Can I convert arbitrary, free speech to text?

Posted: Fri Jun 13, 2003 1:55 pm
by support

The Plum Voice Platform supports state of the art automatic speech recognition. However, the state of the art -- from Plum or any vendor -- does not support reliable, speaker independent transcription of arbitrary speech.

Some speech recognition systems are tuned to a particular speaker and require extensive training by that speaker. The Plum Voice system and most telephony systems are speaker independent systems that are designed to work without training the system for each individual user.

Useful speaker independent speech recognition systems work by constraining and validating user speech. This is done by:

1. Carefully constructing the voice user interface to prompt the user to say things in a form that is expected by the system. e.g. "What month would you like to travel?" rather than "When would you like to travel?"

2. Validating user input against a finite list of responses. e.g. "Say the name of the person you would like to reach," is constrained to the list of names in the system, perhaps the list of employees at a company site.

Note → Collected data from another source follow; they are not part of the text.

//! Conversion of raw simulation times into reported integers.
//!
//! The clock accumulates floating-point error across many additions, so a
//! time that is exactly `5` can come out as `4.999997`. Flooring that
//! directly would lose a whole unit. Times are first rounded *up* at the
//! fifth decimal and only then floored.

/// Fractional digits kept by [`ceil5`].
const PLACES: usize = 5;

/// `10^5`: one unit in the fifth decimal place.
const UNITS_PER_WHOLE: u128 = 100_000;

/// Round `t` up at the fifth decimal place.
///
/// The ceiling is taken on the shortest decimal that round-trips to `t`, not
/// on `t * 10^5`. `0.3` stays `0.3` even though `0.3 * 1e5` is
/// `30000.000000000004`, while `4.999990000000001` (one ulp above
/// `4.99999`) still goes up to `5`.
pub fn ceil5(t: f64) -> f64 {
    if !t.is_finite() {
        return t;
    }
    ceil_shortest_decimal(t).unwrap_or(t)
}

fn ceil_shortest_decimal(t: f64) -> Option<f64> {
    // `Display` for f64 prints the shortest round-trip digits and never
    // switches to exponent notation.
    let text = t.to_string();
    let (negative, magnitude) = match text.strip_prefix('-') {
        Some(rest) => (true, rest),
        None => (false, text.as_str()),
    };
    let (whole, fraction) = magnitude.split_once('.').unwrap_or((magnitude, ""));
    if fraction.len() <= PLACES {
        return Some(t);
    }

    // More than five fractional digits means the value is below 2^53, so
    // the scaled unit count fits comfortably in a u128.
    let (kept, dropped) = fraction.split_at(PLACES);
    let mut units =
        whole.parse::<u128>().ok()? * UNITS_PER_WHOLE + kept.parse::<u128>().ok()?;
    // Toward positive infinity: only positive values move away from zero.
    if !negative && dropped.bytes().any(|b| b != b'0') {
        units += 1;
    }

    let sign = if negative { "-" } else { "" };
    let decimal = format!(
        "{sign}{}.{:0width$}",
        units / UNITS_PER_WHOLE,
        units % UNITS_PER_WHOLE,
        width = PLACES
    );
    decimal.parse().ok()
}

/// Reported integer for a raw simulation time: `floor(ceil5(t))`.
///
/// Negative or non-finite input is clamped to zero; the engine never
/// produces such times.
pub fn report_time(t: f64) -> u64 {
    let rounded = ceil5(t).floor();
    if rounded.is_finite() && rounded > 0.0 {
        rounded as u64
    } else {
        0
    }
}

Reliable, speaker independent recognition of arbitrary speech including names and addresses that is not constrained this way is not possible with today's state of the art. Note that even human operators have trouble with names and addresses and those with unusual names or spellings are accustomed to spelling their names for human operators. We can't expect machines to do better.

Also, note that letters are also easily confused by human listeners. It's no accident that pilots use words like "Victor Tango Charlie Bravo" to spell out letters.